Creates resources to help journalists and researchers uncover information on the carceral system, including a toolkit geared toward replicating the 2024 political views survey.
Fills in missing sexual orientation and gender identity data (SOGI data) through working with advocacy organizations like Black & Pink National to conduct surveys.
“Marginalized groups who are less trusting of government-led data collection efforts will be more responsive when there's a trusted partner organization involved,” said Vera associate director of research, Dr.

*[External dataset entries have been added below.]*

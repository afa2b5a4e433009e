//! Configuration validation.
//!
//! # Responsibilities
//! - Semantic validation of gateway-wide settings (serde handles syntactic)
//! - Validate value ranges (timeouts > 0, addresses parse)
//!
//! # Design Decisions
//! - Returns all validation errors, not just first
//! - Validation is pure function: GatewayConfig → Result<(), Vec<ValidationError>>
//! - Endpoint-level problems are not fatal here; the router skips the
//!   offending endpoint and keeps serving the rest

use std::net::SocketAddr;

use thiserror::Error;

use crate::config::schema::GatewayConfig;

#[derive(Debug, Clone, Error, PartialEq, Eq)]
pub enum ValidationError {
    #[error("invalid bind address {0:?}")]
    BindAddress(String),

    #[error("invalid metrics address {0:?}")]
    MetricsAddress(String),

    #[error("timeout_ms must be greater than zero")]
    ZeroTimeout,

    #[error("{field} must start with '/', got {value:?}")]
    Pattern { field: &'static str, value: String },
}

pub fn validate_config(config: &GatewayConfig) -> Result<(), Vec<ValidationError>> {
    let mut errors = Vec::new();

    if config.listener.bind_address.parse::<SocketAddr>().is_err() {
        errors.push(ValidationError::BindAddress(config.listener.bind_address.clone()));
    }

    if config.observability.metrics_enabled
        && config.observability.metrics_address.parse::<SocketAddr>().is_err()
    {
        errors.push(ValidationError::MetricsAddress(
            config.observability.metrics_address.clone(),
        ));
    }

    if config.timeout_ms == 0 {
        errors.push(ValidationError::ZeroTimeout);
    }

    for (field, value, enabled) in [
        ("debug_pattern", &config.debug_pattern, config.debug_endpoint),
        ("echo_pattern", &config.echo_pattern, config.echo_endpoint),
    ] {
        if enabled && !value.starts_with('/') {
            errors.push(ValidationError::Pattern {
                field,
                value: value.clone(),
            });
        }
    }

    if errors.is_empty() {
        Ok(())
    } else {
        Err(errors)
    }
}

#[cfg(test)]
mod tests {
    use super::*;

    #[test]
    fn test_default_config_is_valid() {
        assert!(validate_config(&GatewayConfig::default()).is_ok());
    }

    #[test]
    fn test_collects_every_error() {
        let mut config = GatewayConfig::default();
        config.listener.bind_address = "not-an-address".into();
        config.timeout_ms = 0;
        config.debug_endpoint = true;
        config.debug_pattern = "__debug".into();

        let errors = validate_config(&config).unwrap_err();
        assert_eq!(errors.len(), 3);
        assert!(errors.contains(&ValidationError::ZeroTimeout));
    }

    #[test]
    fn test_disabled_handlers_are_not_checked() {
        let mut config = GatewayConfig::default();
        config.echo_pattern = "echo".into();
        assert!(validate_config(&config).is_ok());
    }
}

Jennifer Peirce, explaining the partnership with Black & Pink.
Captured qualitative data with open-ended questions in their 2024 Advancing Transgender Justice survey, compensating for a small response pool by allowing participants to submit detailed answers that could not be collected through prison administration
Analyzes and aggregates government data for a more complete picture of the carceral system, and produces reports based on independently-collected and liberated data.
Creates means and opportunities for further research
Maintains a directory of their synthesized datasets, along with a library of peer research
Identified pre-DOGE gaps in legal system data in their “data wishlist for 2025.”
A volunteer with the Data Rescue Project (DRP) scraped and uploaded the CDC’s AtlasPlus databases. The AtlasPlus tool, which is still up on the CDC’s website, allows researchers to create visualizers out of HIV, hepatitis, STD, and TB data, along with social determinants of health (SDOH) indicators. Although the tool is fairly accessible, the databases it draws from were not—until now. The script the volunteer used to download the data files is also available in the DataLumos upload.
Keep up with the DRP and the latest news affecting researchers on the Prairie Fire blog.
Orion Taylor at the Jail Data Initiative is working on scraping data from ICE detention centers. The problem: detainees are only listed by a nine digit “A-Number” code. Taylor is looking for a way around the code so the JDI can sort detainees into public-facing rosters. If you have information or suggestions to share, contact JDI at this address: questions@jaildatainitiative.org.
(Do you have an announcement, question, or call to action for our Prairie Fire community? Send your Help a Data-Dealer requests to morgan@newsjunkie.net)
The carceral research field is just one slice of the independent research sphere that Prairie Fire serves. While the methods mentioned here may not directly translate to orphaned NOAA projects or missing health data, I think there's value in studying resistance to information control, no matter the form.
You have peers in the knowledge sector that have been in this fight for a long time, and they’ve gained experience you can learn from. Even if surveys or scraping are not applicable to your work, I'm hoping the efforts of these independent knowledge seekers inspire you to keep developing your own methods of resistance. We'll be back to the hard sciences soon enough.